[Collected data entries]
::::
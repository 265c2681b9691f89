//! Resource path construction.

use crate::config::Version;

/// Builds resource URLs from a base address and an optional storage alias.
///
/// Absent or empty segments are skipped, so an unconfigured storage alias
/// never leaves an empty `//` slot in the path.
#[derive(Debug, Clone, Copy)]
pub struct UrlBuilder<'a> {
    base: &'a str,
    storage: Option<&'a str>,
}

impl<'a> UrlBuilder<'a> {
    /// Creates a builder. A trailing `/` on `base` is ignored.
    pub fn new(base: &'a str, storage: Option<&'a str>) -> Self {
        Self {
            base: base.trim_end_matches('/'),
            storage,
        }
    }

    /// Returns the storage alias, if configured.
    pub fn storage(&self) -> Option<&'a str> {
        self.storage.filter(|s| !s.is_empty())
    }

    /// Joins the base address and every present segment with `/`.
    pub fn root<'s, I>(&self, segments: I) -> String
    where
        I: IntoIterator<Item = Option<&'s str>>,
    {
        let mut url = self.base.to_string();
        for segment in segments.into_iter().flatten() {
            if segment.is_empty() {
                continue;
            }
            url.push('/');
            url.push_str(segment);
        }
        url
    }

    /// `{base}/data/{storage}/{db}[/{version}][/{resource}]`.
    pub fn database(&self, db: &str, version: Option<&Version>, resource: Option<&str>) -> String {
        let version = version.map(Version::to_string);
        self.root([
            Some("data"),
            self.storage(),
            Some(db),
            version.as_deref(),
            resource,
        ])
    }

    /// `{base}/data/{storage}`, the collection of databases.
    pub fn storage_root(&self) -> String {
        self.root([Some("data"), self.storage()])
    }

    /// `{base}/events/{storage}/{db}`.
    pub fn events(&self, db: &str) -> String {
        self.root([Some("events"), self.storage(), Some(db)])
    }

    /// `{base}/api/query`.
    pub fn query(&self) -> String {
        self.root([Some("api/query")])
    }
}
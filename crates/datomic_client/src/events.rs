//! Event stream subscription.
//!
//! An [`EventStream`] owns the open connection of a
//! `text/event-stream` response and hands out the body as it arrives,
//! one chunk per transport read. The connection is released when the
//! stream ends, fails, is closed, is cancelled, or is dropped.

use crate::error::{ClientError, ClientResult};
use crate::http::{HttpRequest, ResponseHead, StreamingResponse};
use bytes::Bytes;
use datomic_edn::{from_edn, Value};
use std::collections::VecDeque;
use std::io::{ErrorKind, Read};
use std::sync::atomic::{AtomicBool, Ordering};
use std::sync::Arc;

/// Size of the read buffer used for each chunk.
const CHUNK_SIZE: usize = 8 * 1024;

/// Cancels an [`EventStream`] from another thread.
///
/// The handle is shared with the transport, which aborts a read blocked
/// on an idle connection once it fires. After
/// [`cancel`](CancelHandle::cancel) the stream yields no further chunks,
/// including one whose read was already under way.
#[derive(Debug, Clone, Default)]
pub struct CancelHandle {
    cancelled: Arc<AtomicBool>,
}

impl CancelHandle {
    /// Requests cancellation.
    pub fn cancel(&self) {
        self.cancelled.store(true, Ordering::SeqCst);
    }

    /// Returns true once cancellation was requested.
    pub fn is_cancelled(&self) -> bool {
        self.cancelled.load(Ordering::SeqCst)
    }
}

/// An open event subscription.
///
/// Iterating yields raw body chunks in arrival order. A read error is
/// yielded once, after which the stream is finished.
pub struct EventStream {
    head: ResponseHead,
    request: HttpRequest,
    reader: Option<Box<dyn Read + Send>>,
    buf: Vec<u8>,
    cancel: CancelHandle,
}

impl EventStream {
    pub(crate) fn new(
        request: HttpRequest,
        response: StreamingResponse,
        cancel: CancelHandle,
    ) -> Self {
        Self {
            head: response.head,
            request,
            reader: Some(response.body),
            buf: vec![0u8; CHUNK_SIZE],
            cancel,
        }
    }

    /// Status and headers of the stream response.
    pub fn head(&self) -> &ResponseHead {
        &self.head
    }

    /// The request that opened this stream.
    pub fn request(&self) -> &HttpRequest {
        &self.request
    }

    /// Returns a handle that can cancel this stream from elsewhere.
    pub fn cancel_handle(&self) -> CancelHandle {
        self.cancel.clone()
    }

    /// Returns true while the connection is held.
    pub fn is_open(&self) -> bool {
        self.reader.is_some()
    }

    /// Closes the connection.
    pub fn close(mut self) {
        self.release("closed");
    }

    /// Splits the stream into server-sent events.
    pub fn server_events(self) -> ServerEvents {
        ServerEvents {
            stream: self,
            decoder: SseDecoder::new(),
            pending: VecDeque::new(),
        }
    }

    fn release(&mut self, reason: &str) {
        if self.reader.take().is_some() {
            tracing::debug!(url = %self.request.url, reason, "event stream released");
        }
    }
}

impl Iterator for EventStream {
    type Item = ClientResult<Bytes>;

    fn next(&mut self) -> Option<Self::Item> {
        if self.cancel.is_cancelled() {
            self.release("cancelled");
            return None;
        }
        let reader = self.reader.as_mut()?;
        let read = loop {
            match reader.read(&mut self.buf) {
                Err(e) if e.kind() == ErrorKind::Interrupted => continue,
                other => break other,
            }
        };
        if self.cancel.is_cancelled() {
            self.release("cancelled");
            return None;
        }
        match read {
            Ok(0) => {
                self.release("end of stream");
                None
            }
            Ok(n) => {
                tracing::trace!(bytes = n, "event chunk");
                Some(Ok(Bytes::copy_from_slice(&self.buf[..n])))
            }
            Err(e) => {
                self.release("read error");
                Some(Err(ClientError::transport(format!(
                    "event stream read failed: {e}"
                ))))
            }
        }
    }
}

impl Drop for EventStream {
    fn drop(&mut self) {
        self.release("dropped");
    }
}

impl std::fmt::Debug for EventStream {
    fn fmt(&self, f: &mut std::fmt::Formatter<'_>) -> std::fmt::Result {
        f.debug_struct("EventStream")
            .field("head", &self.head)
            .field("url", &self.request.url)
            .field("open", &self.is_open())
            .finish()
    }
}

/// One server-sent event.
#[derive(Debug, Clone, PartialEq, Eq, Default)]
pub struct ServerEvent {
    /// `id:` field, if present.
    pub id: Option<String>,
    /// `event:` field, if present.
    pub event: Option<String>,
    /// `data:` lines joined with `\n`.
    pub data: String,
}

impl ServerEvent {
    /// Parses the data payload as EDN.
    pub fn edn(&self) -> ClientResult<Value> {
        from_edn(&self.data).map_err(|e| ClientError::decoding(e.to_string()))
    }
}

/// Incremental parser for the `text/event-stream` format.
///
/// Chunk boundaries may fall anywhere, including inside a line.
#[derive(Debug, Default)]
pub struct SseDecoder {
    line: Vec<u8>,
    data: Vec<String>,
    event: Option<String>,
    id: Option<String>,
}

impl SseDecoder {
    /// Creates an empty decoder.
    pub fn new() -> Self {
        Self::default()
    }

    /// Feeds a chunk, returning every event it completes.
    pub fn push(&mut self, chunk: &[u8]) -> Vec<ServerEvent> {
        let mut events = Vec::new();
        for &byte in chunk {
            if byte != b'\n' {
                self.line.push(byte);
                continue;
            }
            if self.line.last() == Some(&b'\r') {
                self.line.pop();
            }
            let line = String::from_utf8_lossy(&self.line).into_owned();
            self.line.clear();
            if let Some(event) = self.process_line(&line) {
                events.push(event);
            }
        }
        events
    }

    fn process_line(&mut self, line: &str) -> Option<ServerEvent> {
        if line.is_empty() {
            return self.dispatch();
        }
        if line.starts_with(':') {
            return None;
        }
        let (field, value) = match line.split_once(':') {
            Some((field, value)) => (field, value.strip_prefix(' ').unwrap_or(value)),
            None => (line, ""),
        };
        match field {
            "data" => self.data.push(value.to_string()),
            "event" => self.event = Some(value.to_string()),
            "id" => self.id = Some(value.to_string()),
            _ => {}
        }
        None
    }

    fn dispatch(&mut self) -> Option<ServerEvent> {
        let event = self.event.take();
        if self.data.is_empty() {
            return None;
        }
        Some(ServerEvent {
            id: self.id.clone(),
            event,
            data: std::mem::take(&mut self.data).join("\n"),
        })
    }
}

/// Iterator of [`ServerEvent`]s over an [`EventStream`].
#[derive(Debug)]
pub struct ServerEvents {
    stream: EventStream,
    decoder: SseDecoder,
    pending: VecDeque<ServerEvent>,
}

impl ServerEvents {
    /// Returns a handle that can cancel the underlying stream.
    pub fn cancel_handle(&self) -> CancelHandle {
        self.stream.cancel_handle()
    }

    /// Closes the underlying connection.
    pub fn close(self) {
        self.stream.close();
    }
}

impl Iterator for ServerEvents {
    type Item = ClientResult<ServerEvent>;

    fn next(&mut self) -> Option<Self::Item> {
        loop {
            if let Some(event) = self.pending.pop_front() {
                return Some(Ok(event));
            }
            match self.stream.next()? {
                Ok(chunk) => self.pending.extend(self.decoder.push(&chunk)),
                Err(e) => return Some(Err(e)),
            }
        }
    }
}

#[cfg(test)]
mod tests {
    use super::*;
    use std::io::Cursor;

    fn stream_over(body: Box<dyn Read + Send>, cancel: CancelHandle) -> EventStream {
        EventStream::new(
            HttpRequest::get("http://x:1/events/dev/mydb"),
            StreamingResponse {
                head: ResponseHead::new(200),
                body,
            },
            cancel,
        )
    }

    fn stream_of(body: &'static [u8]) -> EventStream {
        stream_over(Box::new(Cursor::new(body)), CancelHandle::default())
    }

    #[test]
    fn stream_reads_until_eof() {
        let mut stream = stream_of(b"data: 1\n\n");
        let chunk = stream.next().unwrap().unwrap();
        assert_eq!(&chunk[..], b"data: 1\n\n");
        assert!(stream.is_open());
        assert!(stream.next().is_none());
        assert!(!stream.is_open());
    }

    #[test]
    fn cancelled_stream_yields_nothing() {
        let mut stream = stream_of(b"data: 1\n\n");
        stream.cancel_handle().cancel();
        assert!(stream.next().is_none());
        assert!(!stream.is_open());
    }

    #[test]
    fn read_error_is_transport_error() {
        struct Failing;
        impl Read for Failing {
            fn read(&mut self, _buf: &mut [u8]) -> std::io::Result<usize> {
                Err(std::io::Error::new(ErrorKind::ConnectionReset, "reset"))
            }
        }

        let mut stream = stream_over(Box::new(Failing), CancelHandle::default());
        assert!(matches!(
            stream.next(),
            Some(Err(ClientError::Transport { .. }))
        ));
        assert!(stream.next().is_none());
    }

    /// Fires the cancel handle while a read is in flight, then completes it.
    struct CancelDuringRead {
        cancel: CancelHandle,
        fail: bool,
    }

    impl Read for CancelDuringRead {
        fn read(&mut self, buf: &mut [u8]) -> std::io::Result<usize> {
            self.cancel.cancel();
            if self.fail {
                return Err(std::io::Error::new(ErrorKind::ConnectionAborted, "aborted"));
            }
            buf[..9].copy_from_slice(b"data: 1\n\n");
            Ok(9)
        }
    }

    #[test]
    fn chunk_read_during_cancel_is_dropped() {
        let cancel = CancelHandle::default();
        let reader = CancelDuringRead {
            cancel: cancel.clone(),
            fail: false,
        };
        let mut stream = stream_over(Box::new(reader), cancel);
        assert!(stream.next().is_none());
        assert!(!stream.is_open());
    }

    #[test]
    fn aborted_read_after_cancel_is_not_an_error() {
        let cancel = CancelHandle::default();
        let reader = CancelDuringRead {
            cancel: cancel.clone(),
            fail: true,
        };
        let mut stream = stream_over(Box::new(reader), cancel);
        assert!(stream.next().is_none());
        assert!(!stream.is_open());
    }

    #[test]
    fn sse_decoder_single_event() {
        let mut decoder = SseDecoder::new();
        let events = decoder.push(b"id: 7\nevent: tx\ndata: {:t 1}\n\n");
        assert_eq!(
            events,
            vec![ServerEvent {
                id: Some("7".into()),
                event: Some("tx".into()),
                data: "{:t 1}".into(),
            }]
        );
        assert_eq!(
            events[0].edn().unwrap().get_keyword("t"),
            Some(&Value::Integer(1))
        );
    }

    #[test]
    fn sse_decoder_joins_split_chunks() {
        let mut decoder = SseDecoder::new();
        assert!(decoder.push(b"data: {:db-af").is_empty());
        assert!(decoder.push(b"ter {:basis-t 5}}\r\n").is_empty());
        let events = decoder.push(b"\r\n");
        assert_eq!(events.len(), 1);
        assert_eq!(events[0].data, "{:db-after {:basis-t 5}}");
        assert_eq!(events[0].id, None);
    }

    #[test]
    fn sse_decoder_multiline_data_and_comments() {
        let mut decoder = SseDecoder::new();
        let events = decoder.push(b": keep-alive\n\ndata: a\ndata: b\n\ndata\n\n");
        assert_eq!(events.len(), 2);
        assert_eq!(events[0].data, "a\nb");
        assert_eq!(events[1].data, "");
    }

    #[test]
    fn server_events_over_stream() {
        let events: Vec<ServerEvent> = stream_of(b"data: 1\n\ndata: 2\n\n")
            .server_events()
            .collect::<ClientResult<_>>()
            .unwrap();
        assert_eq!(events.len(), 2);
        assert_eq!(events[1].edn().unwrap(), Value::Integer(2));
    }
}
//! # datomic_client
//!
//! Client for the Datomic REST peer protocol.
//!
//! Method calls become HTTP requests against a remote service, and the
//! service's EDN responses come back as [`Response`] values that parse
//! on demand.
//!
//! ## Operations
//!
//! - [`Client::create_database`]
//! - [`Client::database_info`]
//! - [`Client::transact`]
//! - [`Client::datoms`]
//! - [`Client::entity`]
//! - [`Client::query`]
//! - [`Client::events`] / [`Client::events_with`]
//!
//! Payloads are given either as pre-formatted EDN text or as
//! [`Value`]s, which are encoded before sending. Any non-2xx status is
//! returned as [`ClientError::Protocol`] carrying the status, headers and
//! body.
//!
//! ## Transports
//!
//! The client is generic over [`HttpClient`]. The default `ureq` feature
//! provides [`UreqClient`]; [`MockHttpClient`] answers from a queue of
//! canned replies for tests.
//!
//! ```
//! use datomic_client::{Client, ClientConfig, DbOptions, MockHttpClient};
//!
//! let client = Client::with_transport(
//!     ClientConfig::new("http://localhost:8080").with_storage("dev"),
//!     MockHttpClient::new(),
//! );
//! client.transport().push_edn("{:basis-t 1000}");
//!
//! let info = client.database_info("seattle", DbOptions::latest())?;
//! assert_eq!(info.request().url, "http://localhost:8080/data/dev/seattle/-/");
//! # Ok::<(), datomic_client::ClientError>(())
//! ```

#![deny(unsafe_code)]
#![warn(missing_docs)]

mod client;
mod config;
mod error;
mod events;
mod http;
mod mock;
mod response;
#[cfg(feature = "ureq")]
mod transport;
mod url;
mod wire;

pub use client::Client;
pub use config::{ClientConfig, DbOptions, Version, LATEST};
pub use error::{ClientError, ClientResult};
pub use events::{CancelHandle, EventStream, ServerEvent, ServerEvents, SseDecoder};
pub use http::{
    HttpClient, HttpRequest, HttpResponse, Method, ResponseHead, StreamingResponse,
    EDN_CONTENT_TYPE, EVENT_STREAM_CONTENT_TYPE, FORM_CONTENT_TYPE,
};
pub use mock::{MockHttpClient, StreamWatch};
pub use response::Response;
#[cfg(feature = "ureq")]
pub use transport::UreqClient;
pub use url::UrlBuilder;
pub use wire::{db_alias, Params, QueryArgs, WireInput};

pub use datomic_edn::{Name, Value};
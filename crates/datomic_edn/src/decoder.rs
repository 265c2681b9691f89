//! EDN text decoder.

use crate::error::{CodecError, CodecResult};
use crate::value::{Name, Value};

/// Decode exactly one value from EDN text.
///
/// Leading and trailing whitespace, commas, `;` comments and `#_`
/// discarded forms are ignored.
///
/// # Errors
///
/// Returns an error if the text is not a single well-formed EDN value.
pub fn from_edn(input: &str) -> CodecResult<Value> {
    let mut decoder = EdnDecoder::new(input);
    let value = decoder.decode()?;
    decoder.skip_whitespace()?;
    if !decoder.is_empty() {
        return Err(CodecError::TrailingInput {
            offset: decoder.pos,
        });
    }
    Ok(value)
}

/// Maximum nesting depth of collections and tagged elements.
/// Guards the recursive reader against stack exhaustion on hostile input.
const MAX_DEPTH: usize = 128;

/// Returns true if `c` may appear inside a symbol or keyword name.
pub(crate) fn is_symbol_char(c: char) -> bool {
    c.is_alphanumeric() || ".*+!-_?$%&=<>/:#'".contains(c)
}

fn is_delimiter(c: char) -> bool {
    c.is_whitespace() || matches!(c, ',' | '(' | ')' | '[' | ']' | '{' | '}' | '"' | ';' | '\\')
}

/// A streaming EDN reader over a string slice.
pub struct EdnDecoder<'a> {
    input: &'a str,
    pos: usize,
    depth: usize,
}
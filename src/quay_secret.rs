use std::collections::BTreeMap;

use base64::{engine::general_purpose::STANDARD, Engine};
use k8s_openapi::api::core::v1::{Namespace, Secret};
use k8s_openapi::ByteString;
use kube::{
    api::{ObjectMeta, PostParams},
    Api,
};
use tracing::info;

use crate::tools::is_not_found;
use crate::types::{ContextData, Error, Result};

pub const QUAY_SECRET_NAMESPACE: &'static str = "quay-secret-ns";
pub const QUAY_SECRET_NAME: &'static str = "quay-secret";
pub const DOCKER_CONFIG_JSON_KEY: &'static str = ".dockerconfigjson";
pub const DOCKER_CONFIG_JSON_TYPE: &'static str = "kubernetes.io/dockerconfigjson";

/// Decode the base64 docker config held in `QUAY_TOKEN`.
///
/// Line breaks are skipped, so the wrapped output of `base64 config.json` is
/// accepted as is. Any other byte outside the standard alphabet is rejected.
///
/// ### Returns
///
/// The decoded bytes, [`Error::MissingQuayToken`] for an empty token or
/// [`Error::InvalidQuayToken`] when it is not standard base64.
pub fn decode_quay_token(token: &str) -> Result<Vec<u8>> {
    let token: String = token.chars().filter(|c| !matches!(c, '\r' | '\n')).collect();
    if token.is_empty() {
        return Err(Error::MissingQuayToken);
    }
    STANDARD.decode(token).map_err(Error::InvalidQuayToken)
}

/// Create or refresh the quay pull secret that e2e suites copy into their namespaces.
///
/// The token is validated before any call reaches the cluster.
///
/// ### Arguments
///
/// * `token` - Base64-encoded docker config.json.
/// * `ctx` - The [`ContextData`].
///
/// ### Returns
///
/// A [`Result`] containing the [`Secret`] as stored by the API server.
pub async fn create_e2e_quay_secret(token: &str, ctx: &ContextData) -> Result<Secret> {
    let docker_config = decode_quay_token(token)?;
    ensure_namespace(QUAY_SECRET_NAMESPACE, ctx).await?;
    apply_docker_config_secret(QUAY_SECRET_NAME, QUAY_SECRET_NAMESPACE, docker_config, ctx).await
}

/// Create the [`Namespace`] `name` unless it already exists.
pub async fn ensure_namespace(name: &str, ctx: &ContextData) -> Result<()> {
    let api = Api::<Namespace>::all(ctx.client.clone());
    match api.get(name).await {
        Ok(_) => Ok(()),
        Err(e) if is_not_found(&e) => {
            let namespace = Namespace {
                metadata: ObjectMeta {
                    name: Some(name.to_owned()),
                    ..Default::default()
                },
                ..Default::default()
            };
            api.create(&PostParams::default(), &namespace)
                .await
                .map_err(|source| Error::CreateNamespace {
                    namespace: name.to_owned(),
                    source,
                })?;
            info!("Created Namespace `{}`", name);
            Ok(())
        }
        Err(source) => Err(Error::GetNamespace {
            namespace: name.to_owned(),
            source,
        }),
    }
}

/// Store `docker_config` in a `kubernetes.io/dockerconfigjson` [`Secret`].
///
/// A missing secret is created. An existing one has its data replaced by the
/// single `.dockerconfigjson` entry and is updated in place.
pub async fn apply_docker_config_secret(
    name: &str,
    namespace: &str,
    docker_config: Vec<u8>,
    ctx: &ContextData,
) -> Result<Secret> {
    let api = Api::<Secret>::namespaced(ctx.client.clone(), namespace);
    let data = BTreeMap::from([(DOCKER_CONFIG_JSON_KEY.to_owned(), ByteString(docker_config))]);
    match api.get(name).await {
        Ok(mut secret) => {
            secret.data = Some(data);
            secret.string_data = None;
            let secret = api
                .replace(name, &PostParams::default(), &secret)
                .await
                .map_err(|source| Error::UpdateSecret {
                    name: name.to_owned(),
                    source,
                })?;
            info!("Updated Secret `{}/{}`", namespace, name);
            Ok(secret)
        }
        Err(e) if is_not_found(&e) => {
            let secret = Secret {
                metadata: ObjectMeta {
                    name: Some(name.to_owned()),
                    namespace: Some(namespace.to_owned()),
                    ..Default::default()
                },
                type_: Some(DOCKER_CONFIG_JSON_TYPE.to_owned()),
                data: Some(data),
                ..Default::default()
            };
            let secret = api
                .create(&PostParams::default(), &secret)
                .await
                .map_err(|source| Error::CreateSecret {
                    name: name.to_owned(),
                    source,
                })?;
            info!("Created Secret `{}/{}`", namespace, name);
            Ok(secret)
        }
        Err(source) => Err(Error::GetSecret {
            name: name.to_owned(),
            source,
        }),
    }
}
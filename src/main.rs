pub mod bootstrap;
pub mod config;
pub mod environment;
pub mod install;
pub mod oauth_redirect;
pub mod quay_secret;
pub mod repository;
pub mod tools;
pub mod types;
#[cfg(test)]
mod testing;

use std::process::ExitCode;

use clap::{Parser, Subcommand};
use kube::Client;
use tracing::error;
use tracing_subscriber::{layer::SubscriberExt, util::SubscriberInitExt, EnvFilter};

use config::{InstallArgs, InstallationConfig};
use install::install_preview_mode;
use oauth_redirect::add_spi_oauth_redirect_proxy_url;
use quay_secret::create_e2e_quay_secret;
use repository::{sync_repository, RepositorySpec};
use types::*;

/// Install AppStudio on a cluster for end-to-end testing
#[derive(Parser, Debug)]
#[command(name = "appstudio-installer")]
#[command(version, about, long_about = None)]
struct Cli {
    #[command(subcommand)]
    command: Commands,
}

#[derive(Subcommand, Debug)]
enum Commands {
    /// Clone infra-deployments, bootstrap the cluster in preview mode and apply post-install fixups
    Install(InstallArgs),
    /// Only clone infra-deployments and add the fork remote
    Clone(InstallArgs),
    /// Only create or update the e2e quay pull secret
    QuaySecret(InstallArgs),
    /// Only push the OAuth redirect proxy url to the SPI oauth service
    OauthRedirect(InstallArgs),
}

impl Cli {
    async fn run(self) -> Result<()> {
        match self.command {
            Commands::Install(args) => install_preview_mode(&context(args).await?).await,
            Commands::Clone(args) => {
                sync_repository(&RepositorySpec::from(&InstallationConfig::from_args(args)?))?;
                Ok(())
            }
            Commands::QuaySecret(args) => {
                let ctx = context(args).await?;
                create_e2e_quay_secret(&ctx.config.quay_token, &ctx).await?;
                Ok(())
            }
            Commands::OauthRedirect(args) => {
                let ctx = context(args).await?;
                let redirect_url = ctx.config.oauth_redirect_proxy_url.as_deref();
                add_spi_oauth_redirect_proxy_url(redirect_url, &ctx).await;
                Ok(())
            }
        }
    }
}

async fn context(args: InstallArgs) -> Result<ContextData> {
    let config = InstallationConfig::from_args(args)?;
    Ok(ContextData::new(Client::try_default().await?, config))
}

#[tokio::main]
async fn main() -> ExitCode {
    tracing_subscriber::registry()
        .with(EnvFilter::try_from_default_env().unwrap_or_else(|_| EnvFilter::new("info")))
        .with(tracing_subscriber::fmt::layer().with_target(false))
        .init();

    match Cli::parse().run().await {
        Ok(()) => ExitCode::SUCCESS,
        Err(e) => {
            error!("{}", e);
            ExitCode::FAILURE
        }
    }
}
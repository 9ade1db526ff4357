use std::future::Future;
use std::sync::{Mutex, MutexGuard};
use std::time::Duration;

use http::{Method, Request, Response, StatusCode};
use hyper::Body;
use kube::Client;
use serde_json::{json, Value};

pub type ApiServerHandle = tower_test::mock::Handle<Request<Body>, Response<Body>>;

/// A [`Client`] wired to an in-memory API server driven through the returned verifier.
pub fn mock_client() -> (Client, ApiServerVerifier) {
    let (mock_service, handle) = tower_test::mock::pair::<Request<Body>, Response<Body>>();
    (Client::new(mock_service, "default"), ApiServerVerifier(handle))
}

// Writing a script while another test forks can fail the exec with ETXTBSY.
static SCRIPT_LOCK: Mutex<()> = Mutex::new(());

/// Serialize tests that write executables and then spawn them.
pub fn script_lock() -> MutexGuard<'static, ()> {
    SCRIPT_LOCK.lock().unwrap_or_else(|poisoned| poisoned.into_inner())
}

/// Await `future`, failing the test if it takes longer than a second.
pub async fn timeout_after_1s<F: Future>(future: F) -> F::Output {
    tokio::time::timeout(Duration::from_secs(1), future)
        .await
        .expect("timeout on mock apiserver")
}

/// A `Status` body as the API server returns it for failed requests.
pub fn status_body(code: u16, reason: &str) -> Value {
    json!({
        "kind": "Status",
        "apiVersion": "v1",
        "metadata": {},
        "status": "Failure",
        "message": format!("request failed with {}", reason),
        "reason": reason,
        "code": code,
    })
}

pub struct ApiServerVerifier(ApiServerHandle);

impl ApiServerVerifier {
    /// Wait for the next request, check its method and path, answer it.
    ///
    /// Returns the JSON body of the request, or [`Value::Null`] when it had none.
    pub async fn expect(
        &mut self,
        method: Method,
        path: &str,
        status: StatusCode,
        response: Value,
    ) -> Value {
        let (request, send) = self.0.next_request().await.expect("service not called");
        assert_eq!(request.method(), &method, "method of request to {}", path);
        assert_eq!(request.uri().path(), path);
        let body = hyper::body::to_bytes(request.into_body()).await.unwrap();
        send.send_response(
            Response::builder()
                .status(status)
                .body(Body::from(serde_json::to_vec(&response).unwrap()))
                .unwrap(),
        );
        if body.is_empty() {
            Value::Null
        } else {
            serde_json::from_slice(&body).unwrap()
        }
    }

    /// Assert that the client was dropped without sending anything else.
    pub async fn expect_no_more_requests(mut self) {
        if let Some((request, _)) = self.0.next_request().await {
            panic!(
                "unexpected request {} {}",
                request.method(),
                request.uri().path()
            );
        }
    }
}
::::
■ Task goal:
Every line in the data that holds the string "another" should be copied.

■ Answer space:
/// Cancels an [`EventStream`] from another thread.
// Writing a script while another test forks can fail the exec with ETXTBSY.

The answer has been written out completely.